Alex Benay, associate deputy minister of Public Services and Procurement Canada, said more than 70 per cent of overpayments are caused by managers not approving transactions in the system, not by payroll processing errors.
“When an employee goes on leave without pay, but their manager doesn’t input that leave into the system, the employees pay continues as normal, causing an overpayment,” Benay said during a press conference in Ottawa on Oct. 29. “That’s not a pay issue. That is an HR management issue.”
The government is halfway through a dashboard reporting period that runs from April 2025 to June 2026, tracking progress on commitments to improve HR and pay services across federal departments.
Dayforce configuration progressing
Officials have completed 50 per cent of the configuration work for Dayforce, the system replacing Phoenix. Data integration for two pilot departments — Shared Services Canada and Public Services and Procurement Canada — has reached a 96 per cent success ratio, according to Benay.
“If you’ll recall, with our previous Phoenix system, we did no data integration or data testing,” he said. The testing approach aims to avoid the failures that plagued Phoenix when it launched.
The government plans to begin parallel payroll testing in June 2026, with the first three departments onboarding to Dayforce starting in late May 2026.
Automation lags behind schedule
Artificial intelligence tools have processed only 6 per cent of the targeted 160,000 cases so far, Benay said.
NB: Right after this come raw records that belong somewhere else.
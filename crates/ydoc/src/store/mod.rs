//! The item graph: every item ever integrated, the containers they live in,
//! and the per-replica index that turns an [`Id`] into an item.
//!
//! Items are stored in an arena and never removed. Deletion only flips
//! `deleted`. Each item holds one element, so item `replica:clock` sits at
//! position `clock` of its replica's index and lookups are O(1).

mod integrate;

use std::collections::{BTreeMap, HashMap};

use tracing::trace;

use crate::clock::{Id, StateVector};
use crate::content::Content;
use crate::delete_set::DeleteSet;
use crate::types::{Container, ContainerId, ContainerIdx, ContainerKind};

/// Index of an item in the arena.
#[derive(Debug, Clone, Copy, PartialEq, Eq, Hash)]
pub(crate) struct ItemRef(pub(crate) usize);

/// Where an item lives.
#[derive(Debug, Clone, PartialEq)]
pub(crate) enum Parent {
    Container(ContainerIdx),
    /// The named parent does not resolve to a container (its creating item
    /// holds a scalar). Such items are kept for clock continuity only.
    Detached(ContainerId),
}

/// One element of a container, with its provenance.
#[derive(Debug, Clone)]
pub(crate) struct Item {
    pub id: Id,
    pub parent: Parent,
    /// Map key for register items, `None` for sequence items.
    pub parent_sub: Option<String>,
    /// Item this was inserted immediately after, at creation time.
    pub origin: Option<Id>,
    /// Item this was inserted immediately before, at creation time.
    pub right_origin: Option<Id>,
    pub left: Option<ItemRef>,
    pub right: Option<ItemRef>,
    pub content: Content,
    pub deleted: bool,
}

/// Parent container and map key of an origin-less item.
#[derive(Debug, Clone, PartialEq)]
pub struct ParentInfo {
    pub container: ContainerId,
    pub key: Option<String>,
}

/// Serializable form of an item, as carried in updates.
///
/// `parent` is present exactly when both origins are absent; otherwise the
/// parent and key are inherited from whichever origin resolves.
#[derive(Debug, Clone, PartialEq)]
pub struct ItemRecord {
    pub id: Id,
    pub origin: Option<Id>,
    pub right_origin: Option<Id>,
    pub parent: Option<ParentInfo>,
    pub content: Content,
    pub deleted: bool,
}

impl ItemRecord {
    /// Ids this record needs integrated before it can be placed.
    pub fn dependencies(&self) -> impl Iterator<Item = Id> + '_ {
        let parent = match &self.parent {
            Some(ParentInfo {
                container: ContainerId::Nested(id),
                ..
            }) => Some(*id),
            _ => None,
        };
        self.origin.into_iter().chain(self.right_origin).chain(parent)
    }
}

#[derive(Debug, Clone, Default)]
pub(crate) struct ItemGraph {
    items: Vec<Item>,
    /// replica → item refs ordered by clock (position == clock).
    clients: HashMap<u64, Vec<ItemRef>>,
    containers: Vec<Container>,
    roots: HashMap<String, ContainerIdx>,
    nested: HashMap<Id, ContainerIdx>,
    /// Ids deleted since the last [`ItemGraph::take_recent_deletes`].
    recent_deletes: DeleteSet,
}

impl ItemGraph {
    pub fn new() -> Self {
        Self::default()
    }

    // ── Lookup ───────────────────────────────────────────────────────────

    pub fn item(&self, r: ItemRef) -> &Item {
        &self.items[r.0]
    }

    pub fn find(&self, target: Id) -> Option<ItemRef> {
        let refs = self.clients.get(&target.replica)?;
        let idx = usize::try_from(target.clock).ok()?;
        refs.get(idx).copied()
    }

    /// Next clock expected from `replica`.
    pub fn state(&self, replica: u64) -> u64 {
        self.clients.get(&replica).map_or(0, |v| v.len() as u64)
    }

    pub fn contains(&self, target: Id) -> bool {
        target.clock < self.state(target.replica)
    }

    pub fn state_vector(&self) -> StateVector {
        self.clients
            .iter()
            .map(|(&replica, refs)| (replica, refs.len() as u64))
            .collect()
    }

    pub fn item_count(&self) -> usize {
        self.items.len()
    }

    // ── Containers ───────────────────────────────────────────────────────

    pub fn container(&self, idx: ContainerIdx) -> &Container {
        &self.containers[idx.0]
    }

    pub fn container_mut(&mut self, idx: ContainerIdx) -> &mut Container {
        &mut self.containers[idx.0]
    }

    /// Root container `name`, created without a kind if absent.
    pub fn root(&mut self, name: &str) -> ContainerIdx {
        if let Some(&idx) = self.roots.get(name) {
            return idx;
        }
        let idx = ContainerIdx(self.containers.len());
        self.containers
            .push(Container::new(ContainerId::Root(name.to_owned()), None, None));
        self.roots.insert(name.to_owned(), idx);
        idx
    }

    pub fn root_names(&self) -> impl Iterator<Item = &str> + '_ {
        self.roots.keys().map(String::as_str)
    }

    /// Existing container for `id`, without creating roots.
    pub fn lookup(&self, id: &ContainerId) -> Option<ContainerIdx> {
        match id {
            ContainerId::Root(name) => self.roots.get(name).copied(),
            ContainerId::Nested(item) => self.nested.get(item).copied(),
        }
    }

    fn resolve_parent(&mut self, id: &ContainerId) -> Parent {
        match id {
            ContainerId::Root(name) => Parent::Container(self.root(name)),
            ContainerId::Nested(item) => match self.nested.get(item) {
                Some(&idx) => Parent::Container(idx),
                None => Parent::Detached(id.clone()),
            },
        }
    }

    /// Whether items of `idx` are hidden because its creating item is gone.
    pub fn is_container_deleted(&self, idx: ContainerIdx) -> bool {
        self.containers[idx.0]
            .item
            .is_some_and(|r| self.items[r.0].deleted)
    }

    // ── Chains ───────────────────────────────────────────────────────────

    /// Every chain item of `idx`, tombstones included, in order.
    pub fn chain(&self, idx: ContainerIdx) -> ChainIter<'_> {
        ChainIter {
            graph: self,
            next: self.containers[idx.0].start,
        }
    }

    /// Non-deleted chain items of `idx`, in order.
    pub fn visible(&self, idx: ContainerIdx) -> impl Iterator<Item = ItemRef> + '_ {
        self.chain(idx).filter(|r| !self.items[r.0].deleted)
    }

    /// The `(left, right)` neighbours for an insertion at visible `index`.
    ///
    /// `left` is the `index`-th visible item (1-based) and `right` is
    /// whatever follows it in the chain, tombstone or not.
    pub fn position(&self, idx: ContainerIdx, index: usize) -> (Option<ItemRef>, Option<ItemRef>) {
        if index == 0 {
            return (None, self.containers[idx.0].start);
        }
        match self.visible(idx).nth(index - 1) {
            Some(left) => (Some(left), self.items[left.0].right),
            None => (None, self.containers[idx.0].start),
        }
    }

    /// Walk to the first item of a chain.
    fn leftmost(&self, mut r: ItemRef) -> ItemRef {
        while let Some(l) = self.items[r.0].left {
            r = l;
        }
        r
    }

    // ── Mutation ─────────────────────────────────────────────────────────

    /// Place a decoded record. Every dependency must already be integrated
    /// and `record.id.clock` must equal the replica's state.
    pub fn integrate_record(&mut self, record: ItemRecord) -> ItemRef {
        let left = record.origin.and_then(|o| self.find(o));
        let right = record.right_origin.and_then(|o| self.find(o));
        let (parent, parent_sub) = match (left.or(right), record.parent) {
            (Some(neighbour), _) => {
                let n = &self.items[neighbour.0];
                (n.parent.clone(), n.parent_sub.clone())
            }
            (None, Some(info)) => (self.resolve_parent(&info.container), info.key),
            (None, None) => (Parent::Detached(ContainerId::Root(String::new())), None),
        };
        let item = Item {
            id: record.id,
            parent,
            parent_sub,
            origin: record.origin,
            right_origin: record.right_origin,
            left,
            right,
            content: record.content,
            deleted: false,
        };
        let this = self.integrate(item);
        if record.deleted {
            self.delete(this);
        }
        this
    }

    /// Tombstone `target` and, if it holds a container, everything inside.
    ///
    /// Returns `true` if `target` was not already deleted.
    pub fn delete(&mut self, target: ItemRef) -> bool {
        if self.items[target.0].deleted {
            return false;
        }
        let mut stack = vec![target];
        while let Some(r) = stack.pop() {
            let item = &mut self.items[r.0];
            if item.deleted {
                continue;
            }
            item.deleted = true;
            let id = item.id;
            if item.parent_sub.is_none() {
                if let Parent::Container(c) = item.parent {
                    self.containers[c.0].len -= 1;
                }
            }
            self.recent_deletes.insert(id, 1);
            trace!(id = %id, "item deleted");

            if matches!(self.items[r.0].content, Content::Container(_)) {
                if let Some(&inner) = self.nested.get(&id) {
                    stack.extend(self.visible(inner));
                    let container = &self.containers[inner.0];
                    stack.extend(
                        container
                            .map
                            .values()
                            .copied()
                            .filter(|v| !self.items[v.0].deleted),
                    );
                }
            }
        }
        true
    }

    /// Apply `ds` to integrated items. Ranges beyond the current state are
    /// returned untouched so the caller can retry them later.
    ///
    /// Returns `(newly_deleted, unapplied)`.
    pub fn apply_delete_set(&mut self, ds: &DeleteSet) -> (usize, DeleteSet) {
        let mut deleted = 0;
        let mut unapplied = DeleteSet::new();
        for (replica, ranges) in ds.iter() {
            let state = self.state(replica);
            for range in ranges {
                let known_end = range.end().min(state);
                for clock in range.clock..known_end {
                    if let Some(r) = self.find(Id::new(replica, clock)) {
                        if self.delete(r) {
                            deleted += 1;
                        }
                    }
                }
                if range.end() > state {
                    let start = range.clock.max(state);
                    unapplied.insert(Id::new(replica, start), range.end() - start);
                }
            }
        }
        (deleted, unapplied)
    }

    pub fn take_recent_deletes(&mut self) -> DeleteSet {
        self.recent_deletes.take()
    }

    // ── Export ───────────────────────────────────────────────────────────

    /// All deleted ids, as a delete set.
    pub fn delete_set(&self) -> DeleteSet {
        let mut ds = DeleteSet::new();
        for (&replica, refs) in &self.clients {
            let mut run: Option<(u64, u64)> = None;
            for (clock, r) in refs.iter().enumerate() {
                let clock = clock as u64;
                if self.items[r.0].deleted {
                    run = match run {
                        Some((start, len)) => Some((start, len + 1)),
                        None => Some((clock, 1)),
                    };
                } else if let Some((start, len)) = run.take() {
                    ds.insert(Id::new(replica, start), len);
                }
            }
            if let Some((start, len)) = run {
                ds.insert(Id::new(replica, start), len);
            }
        }
        ds
    }

    /// Records for every item not covered by `since`, grouped by replica in
    /// clock order.
    pub fn records_since(&self, since: &StateVector) -> BTreeMap<u64, Vec<ItemRecord>> {
        let mut out = BTreeMap::new();
        for (&replica, refs) in &self.clients {
            let from = usize::try_from(since.get(replica)).unwrap_or(usize::MAX);
            if from >= refs.len() {
                continue;
            }
            let records = refs[from..].iter().map(|&r| self.record(r)).collect();
            out.insert(replica, records);
        }
        out
    }

    fn record(&self, r: ItemRef) -> ItemRecord {
        let item = &self.items[r.0];
        let parent = if item.origin.is_none() && item.right_origin.is_none() {
            let container = match &item.parent {
                Parent::Container(c) => self.containers[c.0].id.clone(),
                Parent::Detached(id) => id.clone(),
            };
            Some(ParentInfo {
                container,
                key: item.parent_sub.clone(),
            })
        } else {
            None
        };
        ItemRecord {
            id: item.id,
            origin: item.origin,
            right_origin: item.right_origin,
            parent,
            content: item.content.clone(),
            deleted: item.deleted,
        }
    }

    /// Create the arena entry for a container-valued item.
    fn instantiate_nested(&mut self, owner: ItemRef, id: Id, kind: ContainerKind) {
        let idx = ContainerIdx(self.containers.len());
        self.containers
            .push(Container::new(ContainerId::Nested(id), Some(kind), Some(owner)));
        self.nested.insert(id, idx);
    }
}

/// Walks a container chain left to right.
pub(crate) struct ChainIter<'a> {
    graph: &'a ItemGraph,
    next: Option<ItemRef>,
}

impl Iterator for ChainIter<'_> {
    type Item = ItemRef;

    fn next(&mut self) -> Option<ItemRef> {
        let current = self.next?;
        self.next = self.graph.items[current.0].right;
        Some(current)
    }
}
He reported the AI program as behind schedule, though he noted the timing of the announcement meant it missed capturing recent progress by one week.
By December, officials expect AI automation to handle approximately 135,000 of the promised 160,000 cases annually, Benay said. The program shifted focus six months ago from managing backlog to controlling intake of new cases.
Shifting accountability to departments
Starting in January, the government will send certain transaction types back to departments rather than managing them centrally through the pay centre. Overpayments will be among the first transactions returned to departmental control.
“We’re kind of putting the accountability back where it belongs,” Benay said.
Officials are analyzing 1.6 million transactions that reach the pay centre to identify the exact source of errors. By January, they expect to provide a full breakdown of where issues originate.
Benay cited employee transfers as another example where delays get misclassified as pay problems. When outgoing or incoming departments fail to process transfer paperwork, the transaction can remain pending for months or years before reaching the pay centre.
“We end up getting it a year later, and then it’s labeled a pay issue,” he said. “It’s not a pay issue.”
The approach aims to keep compensation advisors focused on actual payroll processing while departments handle HR management tasks. Benay characterized the current pay accuracy rate as strong, though he acknowledged compensation advisors still make some mistakes that get caught and corrected.